Показательно, что пока радикальная постмодернистская интеллигенция
пыталась переосмыслить <великие нарративы>, в профсоюзах США происходили
весьма глубокие сдвиги, способствовавшие возвращению организованного
рабочего движения в политическую жизнь. Эти сдвиги, однако, просто не
были замечены радикальной постмодернистской социологией. И это
закономерно, ибо символическое место пролетариата, берущего на себя
всемирно-историческую миссию освобождения человечества, в новой системе
ориентиров заняли угнетенные группы и меньшинства - расовые,
религиозные, национальные, сексуальные. Все они равноценны и
равнозначны, никто не может претендовать на <руководящую> или
<историческую> роль. Причем именно принадлежность к меньшинству является
своеобразным признаком избранности (и одновременно угнетенности). И все
же особое место в иерархии <меньшинств> заняли женщины, хотя, строго
говоря, они являются как раз большинством.

Феминистская политика в наибольшей степени соответствовавшая критериям
постмодернистской идеологии, в 1970-е и 1980-е годы была на подъеме.
Исходные положения, общие для всех направлений феминизма, практически
бесспорны. Во-первых, большая часть истории была временем господства
мужчин и дискриминации женщин. Эта дискриминация лишь сравнительно
недавно была формально осуждена обществом с достижением гражданского
равноправия, но не более того. Во-вторых, преобладание мужчин в
общественной жизни не могло не отразиться на господствующих социальных
теориях, недостаточно принимавших во внимание интересы и взгляды женщин.
Подобная критика может быть отнесена и к <классическому марксизму>, хотя
ряд авторов очень высоко ставят работы Фридриха Энгельса, подготовившие
современный феминизм.

Однако, определяя свою цель в широком смысле как защиту интересов, прав
и взглядов женщин, феминистское движение претендует на право говорить от
имени массовой базы, которая просто не существует в реальности: женщины
принадлежат к разным классам и культурам. Противоречия между женщинами,
входящими в противостоящие группы никак не меньше, чем соответствующие
противоречия среди мужчин, они перевешивают любые формы <женской
солидарности>, В результате, с одной стороны, феминистская теория и
соответствующее движение расслаивается на множество потоков, не только
конфликтующих, но и совершенно несовместимых.

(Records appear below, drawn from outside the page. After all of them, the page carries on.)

//! Remote artifact storage.
//!
//! [`ArtifactStore`] is the seam between the build environment and the
//! serving environment: the builder pushes the persisted index, the query
//! engine pulls it, and the data pipeline pulls raw PDFs. Object keys are
//! `/`-separated and relative to the configured bucket.
//!
//! [`FsArtifactStore`] maps a bucket to a directory under a storage root,
//! which covers mounted buckets and local mirrors.

use std::path::{Component, Path, PathBuf};

use async_trait::async_trait;
use tracing::{debug, info, warn};
use walkdir::WalkDir;

use crate::error::{RagError, Result};
use crate::index::INDEX_FILES;
use crate::loader::is_pdf;

/// Durable storage for index artifacts and raw documents.
#[async_trait]
pub trait ArtifactStore: Send + Sync {
    /// A short name for logs and errors, e.g. `fs:/mnt/buckets/g1-data`.
    fn name(&self) -> &str;

    /// List all keys under `prefix`, sorted.
    ///
    /// A prefix with nothing under it yields an empty list.
    async fn list(&self, prefix: &str) -> Result<Vec<String>>;

    /// Copy the object at `key` to the local file `dest`.
    ///
    /// Returns [`RagError::ArtifactNotFound`] if the key does not exist and
    /// [`RagError::RemoteTransport`] for any other failure.
    async fn download(&self, key: &str, dest: &Path) -> Result<()>;

    /// Store the local file `src` under `key`, replacing any existing object.
    async fn upload(&self, src: &Path, key: &str) -> Result<()>;
}

/// Join a prefix and a name into an object key.
pub fn object_key(prefix: &str, name: &str) -> String {
    let prefix = prefix.trim_matches('/');
    let name = name.trim_start_matches('/');
    if prefix.is_empty() { name.to_string() } else { format!("{prefix}/{name}") }
}

/// An [`ArtifactStore`] backed by a local (or mounted) directory.
///
/// The bucket is the directory `root/bucket`; a missing bucket directory is
/// reported as a transport error, distinct from a missing object.
#[derive(Debug, Clone)]
pub struct FsArtifactStore {
    bucket_dir: PathBuf,
    name: String,
}

impl FsArtifactStore {
    /// Create a store for `bucket` under `root`.
    ///
    /// # Errors
    ///
    /// Returns [`RagError::ConfigError`] if the bucket name is empty or is
    /// not a plain directory name.
    pub fn new(root: impl Into<PathBuf>, bucket: &str) -> Result<Self> {
        if bucket.is_empty() || !is_plain_relative(Path::new(bucket)) || bucket.contains('/') {
            return Err(RagError::ConfigError(format!("invalid bucket name '{bucket}'")));
        }
        let bucket_dir = root.into().join(bucket);
        let name = format!("fs:{}", bucket_dir.display());
        Ok(Self { bucket_dir, name })
    }

    fn ensure_bucket(&self) -> Result<()> {
        if self.bucket_dir.is_dir() {
            Ok(())
        } else {
            Err(self.transport(format!("bucket directory {} not found", self.bucket_dir.display())))
        }
    }

    fn object_path(&self, key: &str) -> Result<PathBuf> {
        let relative = Path::new(key);
        if key.is_empty() || !is_plain_relative(relative) {
            return Err(RagError::ConfigError(format!("invalid object key '{key}'")));
        }
        Ok(self.bucket_dir.join(relative))
    }

    fn transport(&self, message: String) -> RagError {
        RagError::RemoteTransport { backend: self.name.clone(), message }
    }
}

fn is_plain_relative(path: &Path) -> bool {
    path.components().all(|c| matches!(c, Component::Normal(_)))
}

#[async_trait]
impl ArtifactStore for FsArtifactStore {
    fn name(&self) -> &str {
        &self.name
    }

    async fn list(&self, prefix: &str) -> Result<Vec<String>> {
        self.ensure_bucket()?;
        let prefix = prefix.trim_matches('/').to_string();
        let bucket_dir = self.bucket_dir.clone();
        let start = if prefix.is_empty() { bucket_dir.clone() } else { self.object_path(&prefix)? };

        let keys = tokio::task::spawn_blocking(move || {
            if !start.is_dir() {
                return Vec::new();
            }
            let mut keys: Vec<String> = WalkDir::new(&start)
                .into_iter()
                .filter_map(std::result::Result::ok)
                .filter(|entry| entry.file_type().is_file())
                .filter_map(|entry| {
                    let relative = entry.path().strip_prefix(&bucket_dir).ok()?;
                    let parts: Vec<_> =
                        relative.components().map(|c| c.as_os_str().to_string_lossy()).collect();
                    Some(parts.join("/"))
                })
                .collect();
            keys.sort();
            keys
        })
        .await
        .map_err(|e| self.transport(format!("listing task failed: {e}")))?;

        debug!(store = %self.name, prefix = %prefix, key_count = keys.len(), "listed objects");
        Ok(keys)
    }

    async fn download(&self, key: &str, dest: &Path) -> Result<()> {
        self.ensure_bucket()?;
        let source = self.object_path(key)?;
        if !source.is_file() {
            return Err(RagError::ArtifactNotFound { location: format!("{}/{key}", self.name) });
        }
        if let Some(parent) = dest.parent() {
            tokio::fs::create_dir_all(parent).await.map_err(|e| RagError::io(parent, e))?;
        }
        tokio::fs::copy(&source, dest).await.map_err(|e| {
            if e.kind() == std::io::ErrorKind::NotFound {
                RagError::ArtifactNotFound { location: format!("{}/{key}", self.name) }
            } else {
                self.transport(format!("failed to fetch '{key}': {e}"))
            }
        })?;
        debug!(store = %self.name, key, dest = %dest.display(), "downloaded object");
        Ok(())
    }

    async fn upload(&self, src: &Path, key: &str) -> Result<()> {
        self.ensure_bucket()?;
        let target = self.object_path(key)?;
        if let Some(parent) = target.parent() {
            tokio::fs::create_dir_all(parent)
                .await
                .map_err(|e| self.transport(format!("failed to create '{key}': {e}")))?;
        }
        tokio::fs::copy(src, &target)
            .await
            .map_err(|e| self.transport(format!("failed to store '{key}': {e}")))?;
        debug!(store = %self.name, key, src = %src.display(), "uploaded object");
        Ok(())
    }
}

/// Fetch the two index files under `prefix` into `dest_dir`.
///
/// Index files already in `dest_dir` are removed first so a failed fetch can
/// never leave a stale file paired with a fresh one.
///
/// # Errors
///
/// Returns [`RagError::ArtifactNotFound`] if either file is missing
/// remotely, [`RagError::RemoteTransport`] if storage cannot be reached.
pub async fn pull_index(store: &dyn ArtifactStore, prefix: &str, dest_dir: &Path) -> Result<()> {
    tokio::fs::create_dir_all(dest_dir).await.map_err(|e| RagError::io(dest_dir, e))?;
    for name in INDEX_FILES {
        let path = dest_dir.join(name);
        if path.exists() {
            tokio::fs::remove_file(&path).await.map_err(|e| RagError::io(&path, e))?;
        }
    }

    info!(store = store.name(), prefix, dest = %dest_dir.display(), "fetching index artifact");
    for name in INDEX_FILES {
        store.download(&object_key(prefix, name), &dest_dir.join(name)).await?;
    }
    Ok(())
}

/// Upload every file under `src_dir` to `prefix`, keeping relative paths.
///
/// Returns the number of files uploaded.
///
/// # Errors
///
/// Returns [`RagError::ArtifactNotFound`] if `src_dir` does not hold a
/// complete index, or the first upload error.
pub async fn push_index(store: &dyn ArtifactStore, prefix: &str, src_dir: &Path) -> Result<usize> {
    for name in INDEX_FILES {
        let path = src_dir.join(name);
        if !path.is_file() {
            return Err(RagError::ArtifactNotFound { location: path.display().to_string() });
        }
    }

    let mut files: Vec<PathBuf> = WalkDir::new(src_dir)
        .into_iter()
        .filter_map(std::result::Result::ok)
        .filter(|entry| entry.file_type().is_file())
        .map(|entry| entry.into_path())
        .collect();
    // Metadata goes last: it names the checksum of the vectors it belongs to.
    files.sort_by_key(|p| (p.ends_with(crate::index::METADATA_FILE), p.clone()));

    for path in &files {
        let relative = path.strip_prefix(src_dir).map_err(|e| RagError::io(path, e))?;
        let parts: Vec<_> = relative.components().map(|c| c.as_os_str().to_string_lossy()).collect();
        store.upload(path, &object_key(prefix, &parts.join("/"))).await?;
    }

    info!(store = store.name(), prefix, file_count = files.len(), "published index artifact");
    Ok(files.len())
}

/// Download every `.pdf` under `prefix` into `dest_dir`, flattening paths.
///
/// PDFs already in `dest_dir` are removed first so the local corpus mirrors
/// the remote one. Returns the number of files downloaded.
///
/// # Errors
///
/// Returns [`RagError::RemoteTransport`] if storage cannot be reached.
pub async fn pull_documents(
    store: &dyn ArtifactStore,
    prefix: &str,
    dest_dir: &Path,
) -> Result<usize> {
    tokio::fs::create_dir_all(dest_dir).await.map_err(|e| RagError::io(dest_dir, e))?;
    let mut entries = tokio::fs::read_dir(dest_dir).await.map_err(|e| RagError::io(dest_dir, e))?;
    while let Some(entry) = entries.next_entry().await.map_err(|e| RagError::io(dest_dir, e))? {
        let path = entry.path();
        if path.is_file() && is_pdf(&path) {
            tokio::fs::remove_file(&path).await.map_err(|e| RagError::io(&path, e))?;
        }
    }

    let keys = store.list(prefix).await?;
    let mut downloaded = 0;
    for key in keys.iter().filter(|k| is_pdf(Path::new(k.as_str()))) {
        let Some(file_name) = key.rsplit('/').next().filter(|n| !n.is_empty()) else {
            continue;
        };
        store.download(key, &dest_dir.join(file_name)).await?;
        downloaded += 1;
    }

    if downloaded == 0 {
        warn!(store = store.name(), prefix, "no PDF documents found");
    } else {
        info!(store = store.name(), prefix, file_count = downloaded, "downloaded documents");
    }
    Ok(downloaded)
}

#[cfg(test)]
mod tests {
    use super::*;
    use std::fs;

    fn store(root: &Path) -> FsArtifactStore {
        fs::create_dir_all(root.join("g1-data")).unwrap();
        FsArtifactStore::new(root, "g1-data").unwrap()
    }

    #[test]
    fn object_keys_join_cleanly() {
        assert_eq!(object_key("artifacts/vector_index/", "index.json"), "artifacts/vector_index/index.json");
        assert_eq!(object_key("", "index.json"), "index.json");
    }

    #[test]
    fn bucket_names_must_be_plain() {
        assert!(FsArtifactStore::new("/tmp", "").is_err());
        assert!(FsArtifactStore::new("/tmp", "../etc").is_err());
        assert!(FsArtifactStore::new("/tmp", "a/b").is_err());
    }

    #[tokio::test]
    async fn missing_bucket_is_a_transport_error() {
        let temp = tempfile::tempdir().unwrap();
        let store = FsArtifactStore::new(temp.path(), "absent").unwrap();
        let err = store.list("raw").await.unwrap_err();
        assert!(matches!(err, RagError::RemoteTransport { .. }));
    }

    #[tokio::test]
    async fn missing_object_is_not_found() {
        let temp = tempfile::tempdir().unwrap();
        let store = store(temp.path());
        let err = store.download("nope/index.json", &temp.path().join("out")).await.unwrap_err();
        assert!(matches!(err, RagError::ArtifactNotFound { .. }));
    }

    #[tokio::test]
    async fn keys_escaping_the_bucket_are_rejected() {
        let temp = tempfile::tempdir().unwrap();
        let store = store(temp.path());
        let err = store.download("../secret", &temp.path().join("out")).await.unwrap_err();
        assert!(matches!(err, RagError::ConfigError(_)));
    }

    #[tokio::test]
    async fn upload_then_list_and_download() {
        let temp = tempfile::tempdir().unwrap();
        let store = store(temp.path());
        let src = temp.path().join("local.txt");
        fs::write(&src, "payload").unwrap();

        store.upload(&src, "a/b/c.txt").await.unwrap();
        assert_eq!(store.list("a").await.unwrap(), ["a/b/c.txt"]);
        assert!(store.list("other").await.unwrap().is_empty());

        let dest = temp.path().join("copy/c.txt");
        store.download("a/b/c.txt", &dest).await.unwrap();
        assert_eq!(fs::read_to_string(dest).unwrap(), "payload");
    }

    #[tokio::test]
    async fn pull_documents_takes_only_pdfs_and_replaces_old_ones() {
        let temp = tempfile::tempdir().unwrap();
        let store = store(temp.path());
        let bucket = temp.path().join("g1-data/raw/sub");
        fs::create_dir_all(&bucket).unwrap();
        fs::write(bucket.join("Lecture01.pdf"), "pdf").unwrap();
        fs::write(bucket.join("readme.md"), "md").unwrap();

        let dest = temp.path().join("data/raw");
        fs::create_dir_all(&dest).unwrap();
        fs::write(dest.join("Stale.pdf"), "old").unwrap();
        fs::write(dest.join("keep.txt"), "mine").unwrap();

        let count = pull_documents(&store, "raw", &dest).await.unwrap();
        assert_eq!(count, 1);
        assert!(dest.join("Lecture01.pdf").is_file());
        assert!(!dest.join("Stale.pdf").exists());
        assert!(dest.join("keep.txt").is_file());
    }

    #[tokio::test]
    async fn push_requires_a_complete_index() {
        let temp = tempfile::tempdir().unwrap();
        let store = store(temp.path());
        let src = temp.path().join("models/index");
        fs::create_dir_all(&src).unwrap();
        fs::write(src.join("index.vectors"), "v").unwrap();

        let err = push_index(&store, "artifacts/vector_index", &src).await.unwrap_err();
        assert!(matches!(err, RagError::ArtifactNotFound { .. }));
    }

    #[tokio::test]
    async fn push_then_pull_round_trips_files() {
        let temp = tempfile::tempdir().unwrap();
        let store = store(temp.path());
        let src = temp.path().join("models/index");
        fs::create_dir_all(&src).unwrap();
        fs::write(src.join("index.vectors"), "v").unwrap();
        fs::write(src.join("index.json"), "m").unwrap();

        assert_eq!(push_index(&store, "artifacts/vector_index", &src).await.unwrap(), 2);

        let dest = temp.path().join("cache");
        fs::create_dir_all(&dest).unwrap();
        fs::write(dest.join("index.json"), "stale").unwrap();
        pull_index(&store, "artifacts/vector_index", &dest).await.unwrap();
        assert_eq!(fs::read_to_string(dest.join("index.json")).unwrap(), "m");
        assert_eq!(fs::read_to_string(dest.join("index.vectors")).unwrap(), "v");
    }

    #[tokio::test]
    async fn failed_pull_leaves_no_stale_files() {
        let temp = tempfile::tempdir().unwrap();
        let store = store(temp.path());
        let dest = temp.path().join("cache");
        fs::create_dir_all(&dest).unwrap();
        fs::write(dest.join("index.vectors"), "stale").unwrap();

        let err = pull_index(&store, "artifacts/vector_index", &dest).await.unwrap_err();
        assert!(matches!(err, RagError::ArtifactNotFound { .. }));
        assert!(!dest.join("index.vectors").exists());
    }
}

А с другой стороны, именно
<феминизм> отражающий настроения, идеалы и интересы женщин,
принадлежащих к господствующим в обществе слоям и классам, становится
господствующим видом феминизма. Начав с призывов к надклассовой
солидарности женщин, такой феминизм все более становится выражением
социального эгоизма представительниц западной буржуазной элиты.

<Сам по себе успех движения придает дополнительный вес его сторонникам,
обеспечивает им позиции в академической системе, государственной
бюрократии, парламенте, суде и, в меньшей степени, в руководстве
корпораций. Это легитимизирует подобный <феминизм>, одновременно
вытесняя другие взгляды, - пишет австралийская журналистка Пэт
руер{ [68] }. Однако политический успех преходящ, как и мода, особенно
если он не закреплен структурными преобразованиями в обществе.
Достижения феминизм были поставлены под вопрос неоконсервативной волной
1990-х.

Одним из важных направлений постмодернистского радикализма является
критика <европоцентристской> традиции Просвещения (включая марксизм,
традиционную социал-демократию и даже идеологию национального
освобождения в <третьем мире>). В то же время постмодернистская
интеллектуальная элита крайне нетерпимо относится к не-западным
культурным традициям, отвергающим постмодернизм, права меньшинств и т.
д.

Далеко не во всех культурах были восприняты с энтузиазмом представления
о свободе и самоутверждении, пропагандировавшиеся феминистскими
идеологами. И самое главное, далеко не все женщины, страдающие от
дискриминации и готовые бороться с ней, склонны были разделять
культурные и политические стратегии представительниц западного среднего
класса, выразивших свое мироощущение в радикальном феминизме.

Можно сказать, что существует принципиальная разница между историческим
женским движением XIX и первой половины XX век и западным феминизмом в
том виде, как он сложился к 70-м годам. Показательно, что
импортированный в страны бывшего советского блок западный феминизм никак
не был связан с революционной традицией русского женского движения
начала века, например со взглядами и деятельностью Александры Коллонтай.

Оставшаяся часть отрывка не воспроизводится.